I would therefore recomend major revision by integrating uncertainties and significance analysis, before interpreting and discussing potential differences between crop types.
Specific comments:
L155-164: in equation ρ should be "dry" air density (ρd). and there is a conversion from g to mol missing . Also give units of w and s.
L190: why using a time delay with colocated CO2/H2O and sonic instruments?
L200: the u* threshold is usually adapted to local conditions. Jusitify the use of a single value.
Figure 3 (L219): you could select only neutral conditions here to have a closer relationship with the roughness z0.
L244-250: this is somewhat redundant with previous paragraph.
L265-270: the temporal subdivision, and all parameters in the RF appraoch, should be explicited in a table (in appendix eventually).
L280: could you explicit what is a qualitative day-night indicator?
L282: PAR also captures seasonal changes in radiation regimes?
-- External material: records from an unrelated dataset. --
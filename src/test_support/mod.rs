//! Test utilities for mixdown unit tests.
//!
//! Builders for archives, repositories and autotools trees on disk, plus an
//! in-memory [`LogSink`] and a [`StepRunner`] that records calls instead of
//! spawning processes.

use std::collections::HashMap;
use std::fs::File;
use std::io::Write;
use std::path::{Path, PathBuf};
use std::time::Duration;

use crate::builder::steps::StepRunner;
use crate::core::target::{Step, Target};
use crate::util::errors::MixDownError;
use crate::util::runlog::LogSink;

/// An uncompressed tar holding `files` (path, contents).
pub fn plain_tarball(files: &[(&str, &str)]) -> Vec<u8> {
    let mut builder = tar::Builder::new(Vec::new());
    for (path, contents) in files {
        let mut header = tar::Header::new_gnu();
        header.set_size(contents.len() as u64);
        header.set_mode(0o644);
        builder
            .append_data(&mut header, path, contents.as_bytes())
            .unwrap();
    }
    builder.into_inner().unwrap()
}

/// A gzip-compressed tar holding `files`.
pub fn gzip_tarball(files: &[(&str, &str)]) -> Vec<u8> {
    let mut encoder =
        flate2::write::GzEncoder::new(Vec::new(), flate2::Compression::default());
    encoder.write_all(&plain_tarball(files)).unwrap();
    encoder.finish().unwrap()
}

/// A bzip2-compressed tar holding `files`.
pub fn bzip2_tarball(files: &[(&str, &str)]) -> Vec<u8> {
    let mut encoder =
        bzip2::write::BzEncoder::new(Vec::new(), bzip2::Compression::default());
    encoder.write_all(&plain_tarball(files)).unwrap();
    encoder.finish().unwrap()
}

/// Create a git repository at `dir` with `files` committed on the default
/// branch.
pub fn init_git_repo(dir: &Path, files: &[(&str, &str)]) -> git2::Repository {
    let repo = git2::Repository::init(dir).unwrap();
    {
        let mut index = repo.index().unwrap();
        for (path, contents) in files {
            let full = dir.join(path);
            if let Some(parent) = full.parent() {
                std::fs::create_dir_all(parent).unwrap();
            }
            std::fs::write(&full, contents).unwrap();
            index.add_path(Path::new(path)).unwrap();
        }
        index.write().unwrap();

        let tree_id = index.write_tree().unwrap();
        let tree = repo.find_tree(tree_id).unwrap();
        let sig = git2::Signature::now("Test", "test@example.com").unwrap();
        repo.commit(Some("HEAD"), &sig, &sig, "initial", &tree, &[])
            .unwrap();
    }
    repo
}

/// Create `<base>/<name>/configure.ac`, listing `subdirs` in
/// `AC_CONFIG_SUBDIRS` when there are any.
pub fn autotools_tree(base: &Path, name: &str, subdirs: &[&str]) -> PathBuf {
    let dir = base.join(name);
    std::fs::create_dir_all(&dir).unwrap();

    let mut configure_ac = format!("AC_INIT([{}], [1.0])\n", name);
    if !subdirs.is_empty() {
        configure_ac.push_str(&format!("AC_CONFIG_SUBDIRS([{}])\n", subdirs.join(" ")));
    }
    configure_ac.push_str("AC_OUTPUT\n");
    std::fs::write(dir.join("configure.ac"), configure_ac).unwrap();
    dir
}

/// [`LogSink`] that keeps everything in memory.
#[derive(Debug, Default)]
pub struct MemoryLog {
    pub started: Vec<(String, Step)>,
    pub succeeded: Vec<(String, Step)>,
    pub failures: Vec<(String, Step, Option<i32>)>,
    /// (target, reason)
    pub skipped: Vec<(String, String)>,
    pub errors: Vec<String>,
    pub messages: Vec<String>,
}

impl LogSink for MemoryLog {
    fn report_start(&mut self, target: &str, step: Step) {
        self.started.push((target.to_string(), step));
    }

    fn report_success(&mut self, target: &str, step: Step, _elapsed: Option<Duration>) {
        self.succeeded.push((target.to_string(), step));
    }

    fn report_failure(
        &mut self,
        target: &str,
        step: Step,
        _elapsed: Option<Duration>,
        exit_code: Option<i32>,
    ) {
        self.failures.push((target.to_string(), step, exit_code));
    }

    fn report_skipped(&mut self, target: &str, _step: Step, reason: &str) {
        self.skipped.push((target.to_string(), reason.to_string()));
    }

    fn write_error(&mut self, _target: Option<(&str, Step)>, message: &str) {
        self.errors.push(message.to_string());
    }

    fn write_message(&mut self, _target: Option<(&str, Step)>, message: &str) {
        self.messages.push(message.to_string());
    }

    fn step_output(&mut self, _target: &str, _step: Step) -> Option<File> {
        None
    }
}

/// [`StepRunner`] that records each call and fails where told to.
#[derive(Debug, Default)]
pub struct RecordingRunner {
    pub calls: Vec<(String, Step)>,
    failures: HashMap<(String, Step), i32>,
}

impl RecordingRunner {
    /// Make `step` of `target` exit with `code`.
    pub fn failing(mut self, target: &str, step: Step, code: i32) -> Self {
        self.failures.insert((target.to_lowercase(), step), code);
        self
    }

    /// Targets `step` ran for, in call order.
    pub fn targets_for(&self, step: Step) -> Vec<String> {
        self.calls
            .iter()
            .filter(|(_, s)| *s == step)
            .map(|(name, _)| name.clone())
            .collect()
    }
}

impl StepRunner for RecordingRunner {
    fn run(
        &mut self,
        target: &Target,
        step: Step,
        _log: &mut dyn LogSink,
    ) -> Result<(), MixDownError> {
        self.calls.push((target.name().to_string(), step));
        match self.failures.get(&(target.key(), step)) {
            Some(&code) => Err(MixDownError::StepFailed {
                target: target.name().to_string(),
                step,
                exit_code: Some(code),
            }),
            None => Ok(()),
        }
    }
}
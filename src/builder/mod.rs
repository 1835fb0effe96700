//! Target pipeline.
//!
//! Unpacking, inspection, dependency ordering and the external
//! configure/build/install steps.

pub mod graph;
pub mod inspect;
pub mod pipeline;
pub mod steps;
pub mod unpack;

pub use graph::DependencyGraph;
pub use inspect::{inspect, Inspection};
pub use pipeline::{Pipeline, RunReport, TargetOutcome};
pub use steps::{CommandRunner, StepRunner};
pub use unpack::{ArchiveFormat, Unpacker};
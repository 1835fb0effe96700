//! Project declarations.
//!
//! A project file lists the targets to build, one `[[target]]` table each:
//!
//! ```toml
//! [[target]]
//! origin = "downloads/zlib-1.3.1.tar.gz"
//!
//! [[target]]
//! name = "libpng"
//! origin = "https://example.org/libpng-1.6.43.tar.gz"
//! depends_on = ["zlib-1.3.1"]
//! configure = "./configure --prefix=/opt/png --with-zlib-prefix=/opt/zlib"
//! ```

use std::path::{Path, PathBuf};

use anyhow::{Context, Result};
use serde::Deserialize;

use crate::builder::unpack::archive_stem;
use crate::core::target::{CommandOverrides, Target};
use crate::sources::locator::looks_like_url;
use crate::util::errors::MixDownError;

#[derive(Debug, Deserialize)]
#[serde(deny_unknown_fields)]
struct ProjectFile {
    #[serde(default, rename = "target")]
    targets: Vec<TargetDecl>,
}

/// One `[[target]]` table as written in the project file.
#[derive(Debug, Clone, Deserialize)]
#[serde(deny_unknown_fields)]
pub struct TargetDecl {
    /// Defaults to the origin's base name without archive suffix
    pub name: Option<String>,

    /// Directory, archive, URL, or repository
    pub origin: String,

    /// Explicit output directory
    pub output: Option<PathBuf>,

    pub configure: Option<String>,
    pub build: Option<String>,
    pub install: Option<String>,

    /// Targets that must be built first, in addition to discovered ones
    #[serde(default)]
    pub depends_on: Vec<String>,
}

impl TargetDecl {
    /// Turn the declaration into a pending target. Relative local paths
    /// are resolved against `base_dir`.
    pub fn into_target(self, base_dir: &Path) -> Target {
        let origin = if looks_like_url(&self.origin) || Path::new(&self.origin).is_absolute() {
            self.origin
        } else {
            base_dir.join(&self.origin).display().to_string()
        };
        let name = self
            .name
            .filter(|n| !n.trim().is_empty())
            .unwrap_or_else(|| default_name(&origin));

        let mut target = Target::new(name, origin)
            .with_commands(CommandOverrides {
                configure: self.configure,
                build: self.build,
                install: self.install,
            })
            .with_dependencies(&self.depends_on);

        if let Some(output) = self.output {
            target = target.with_output(if output.is_absolute() {
                output
            } else {
                base_dir.join(output)
            });
        }
        target
    }
}

/// Name derived from an origin: its last path segment, without archive or
/// `.git` suffix.
pub fn default_name(origin: &str) -> String {
    let trimmed = origin.trim_end_matches(['/', '\\']);
    let base = trimmed
        .rsplit(['/', '\\', ':'])
        .next()
        .unwrap_or(trimmed);
    let base = base.split(['?', '#']).next().unwrap_or(base);
    let base = archive_stem(base);
    let base = base.strip_suffix(".git").unwrap_or(base);
    if base.is_empty() {
        origin.to_string()
    } else {
        base.to_string()
    }
}

/// An ordered set of targets with unique (case-insensitive) names.
#[derive(Debug, Clone)]
pub struct Project {
    path: Option<PathBuf>,
    targets: Vec<Target>,
}

impl Project {
    /// Load and validate a project file.
    pub fn load(path: &Path) -> Result<Self> {
        let contents = std::fs::read_to_string(path)
            .with_context(|| format!("failed to read project file: {}", path.display()))?;
        let base_dir = path.parent().unwrap_or_else(|| Path::new("."));

        let mut project = Self::parse(&contents, base_dir)
            .with_context(|| format!("invalid project file: {}", path.display()))?;
        project.path = Some(path.to_path_buf());
        Ok(project)
    }

    /// Parse project TOML, resolving relative paths against `base_dir`.
    pub fn parse(contents: &str, base_dir: &Path) -> Result<Self> {
        let file: ProjectFile = toml::from_str(contents)?;
        let targets = file
            .targets
            .into_iter()
            .map(|decl| decl.into_target(base_dir))
            .collect();
        Ok(Self::from_targets(targets)?)
    }

    /// Build a project from targets in declaration order.
    pub fn from_targets(targets: Vec<Target>) -> Result<Self, MixDownError> {
        for (i, target) in targets.iter().enumerate() {
            if targets[..i].iter().any(|t| t.matches_name(target.name())) {
                return Err(MixDownError::DuplicateTarget {
                    name: target.name().to_string(),
                });
            }
        }
        Ok(Project {
            path: None,
            targets,
        })
    }

    /// The file this project was loaded from, if any.
    pub fn path(&self) -> Option<&Path> {
        self.path.as_deref()
    }

    pub fn targets(&self) -> &[Target] {
        &self.targets
    }

    pub fn targets_mut(&mut self) -> &mut [Target] {
        &mut self.targets
    }

    pub fn len(&self) -> usize {
        self.targets.len()
    }

    pub fn is_empty(&self) -> bool {
        self.targets.is_empty()
    }

    /// Declaration index of the target called `name`, ignoring case.
    pub fn index_of(&self, name: &str) -> Option<usize> {
        self.targets.iter().position(|t| t.matches_name(name))
    }

    pub fn get(&self, name: &str) -> Option<&Target> {
        self.index_of(name).map(|i| &self.targets[i])
    }
}
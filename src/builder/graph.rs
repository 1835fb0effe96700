//! Target dependency graph.
//!
//! Nodes are declaration indices into the project. An edge `a -> b` means
//! "a depends on b", so b must be built first.

use std::cmp::Reverse;
use std::collections::{BinaryHeap, HashSet};

use petgraph::graph::{DiGraph, NodeIndex};
use petgraph::Direction;

use crate::core::project::Project;
use crate::core::target::Target;
use crate::util::errors::MixDownError;

#[derive(Debug, Clone, Copy, PartialEq, Eq)]
enum Mark {
    Unvisited,
    InProgress,
    Done,
}

/// Build-before relation over a project's targets.
#[derive(Debug, Clone)]
pub struct DependencyGraph {
    graph: DiGraph<usize, ()>,
    nodes: Vec<NodeIndex>,
    names: Vec<String>,
}

impl DependencyGraph {
    /// Graph of the dependencies written in the project file.
    pub fn declared(project: &Project) -> Result<Self, MixDownError> {
        Self::from_project(project, |t| t.declared_dependencies().to_vec())
    }

    /// Graph of declared plus discovered dependencies.
    pub fn discovered(project: &Project) -> Result<Self, MixDownError> {
        Self::from_project(project, Target::dependency_names)
    }

    fn from_project<F>(project: &Project, deps_of: F) -> Result<Self, MixDownError>
    where
        F: Fn(&Target) -> Vec<String>,
    {
        let mut graph = DiGraph::new();
        let nodes: Vec<NodeIndex> = (0..project.len()).map(|i| graph.add_node(i)).collect();

        for (i, target) in project.targets().iter().enumerate() {
            for dep in deps_of(target) {
                let j = project.index_of(&dep).ok_or_else(|| {
                    MixDownError::UnresolvedDependency {
                        target: target.name().to_string(),
                        dependency: dep.clone(),
                    }
                })?;
                if !graph.contains_edge(nodes[i], nodes[j]) {
                    graph.add_edge(nodes[i], nodes[j], ());
                }
            }
        }

        Ok(DependencyGraph {
            graph,
            nodes,
            names: project.targets().iter().map(|t| t.name().to_string()).collect(),
        })
    }

    pub fn len(&self) -> usize {
        self.nodes.len()
    }

    pub fn is_empty(&self) -> bool {
        self.nodes.is_empty()
    }

    pub fn name(&self, index: usize) -> &str {
        &self.names[index]
    }

    /// Direct dependencies of `index`, in declaration order.
    pub fn dependencies(&self, index: usize) -> Vec<usize> {
        self.neighbors(index, Direction::Outgoing)
    }

    /// Targets that depend directly on `index`, in declaration order.
    pub fn dependents(&self, index: usize) -> Vec<usize> {
        self.neighbors(index, Direction::Incoming)
    }

    /// Everything that depends on `index`, directly or not, in declaration
    /// order.
    pub fn transitive_dependents(&self, index: usize) -> Vec<usize> {
        let mut visited = HashSet::new();
        let mut stack = vec![index];

        while let Some(current) = stack.pop() {
            for dependent in self.dependents(current) {
                if visited.insert(dependent) {
                    stack.push(dependent);
                }
            }
        }

        visited.remove(&index);
        let mut result: Vec<usize> = visited.into_iter().collect();
        result.sort_unstable();
        result
    }

    fn neighbors(&self, index: usize, dir: Direction) -> Vec<usize> {
        let mut result: Vec<usize> = self
            .graph
            .neighbors_directed(self.nodes[index], dir)
            .map(|n| self.graph[n])
            .collect();
        result.sort_unstable();
        result
    }

    /// Fail with the participants of the first cycle found.
    ///
    /// Depth-first search from each target in declaration order; reaching a
    /// target that is still on the stack closes a cycle.
    pub fn check_acyclic(&self) -> Result<(), MixDownError> {
        let mut marks = vec![Mark::Unvisited; self.len()];
        let mut stack = Vec::new();

        for start in 0..self.len() {
            if marks[start] == Mark::Unvisited {
                if let Some(cycle) = self.visit(start, &mut marks, &mut stack) {
                    return Err(MixDownError::DependencyCycle {
                        cycle: cycle.into_iter().map(|i| self.names[i].clone()).collect(),
                    });
                }
            }
        }
        Ok(())
    }

    fn visit(
        &self,
        index: usize,
        marks: &mut [Mark],
        stack: &mut Vec<usize>,
    ) -> Option<Vec<usize>> {
        marks[index] = Mark::InProgress;
        stack.push(index);

        for dep in self.dependencies(index) {
            match marks[dep] {
                Mark::InProgress => {
                    let start = stack.iter().position(|&i| i == dep).unwrap_or(0);
                    let mut cycle = stack[start..].to_vec();
                    cycle.push(dep);
                    return Some(cycle);
                }
                Mark::Unvisited => {
                    if let Some(cycle) = self.visit(dep, marks, stack) {
                        return Some(cycle);
                    }
                }
                Mark::Done => {}
            }
        }

        stack.pop();
        marks[index] = Mark::Done;
        None
    }

    /// Dependencies before dependents; among targets free to go next, the
    /// one declared first goes first.
    pub fn build_order(&self) -> Result<Vec<usize>, MixDownError> {
        self.check_acyclic()?;

        let mut pending: Vec<usize> = (0..self.len())
            .map(|i| self.dependencies(i).len())
            .collect();
        let mut ready: BinaryHeap<Reverse<usize>> = pending
            .iter()
            .enumerate()
            .filter(|(_, &n)| n == 0)
            .map(|(i, _)| Reverse(i))
            .collect();

        let mut order = Vec::with_capacity(self.len());
        while let Some(Reverse(next)) = ready.pop() {
            order.push(next);
            for dependent in self.dependents(next) {
                pending[dependent] -= 1;
                if pending[dependent] == 0 {
                    ready.push(Reverse(dependent));
                }
            }
        }
        Ok(order)
    }

    /// Names in build order.
    pub fn build_order_names(&self) -> Result<Vec<String>, MixDownError> {
        Ok(self
            .build_order()?
            .into_iter()
            .map(|i| self.names[i].clone())
            .collect())
    }
}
Is this not redundant?
Section 2.3.3 : in the predictive model, a measure of the leaf area index would be very valuable and would integrate spatial variations. I would recomend trying using an NDVI or EVI high resolution satellite product (from Sentinelle data).
Secion 2.3.4: this is the critical point in this manuscript. I would suggest the authors to compute an uncertainty for the RF reconstructed CO2 fluxes. This would be necessary to interpret the results and determine if significant differences can be retreived from each wind sector. I am not an expert in RF modelling but I guess some uncertainty could be computed. At least from the comparison between model and observed data uncertainties could be deduced.
L314-318: I would recommend avoiding any use of GPP here as NEEday is not GPP. This paragraph could be rephrased to clarify that NEE was simply split between day and night
3.1 section: The Figures 7 and 8 would benefit from showing the difference between the modelled and observed CO2 flux rather than each flux on top of each other. Actually the two may be shown : the modelled fluxes and the difference with observations. This graph should include uncertainties in the modelled fluxes.
The rest of the results and the discussion provides valuable arguments but would really need to have uncertainties to evaluate if the differences discussed are significant or not, especially when comparing annual budgets.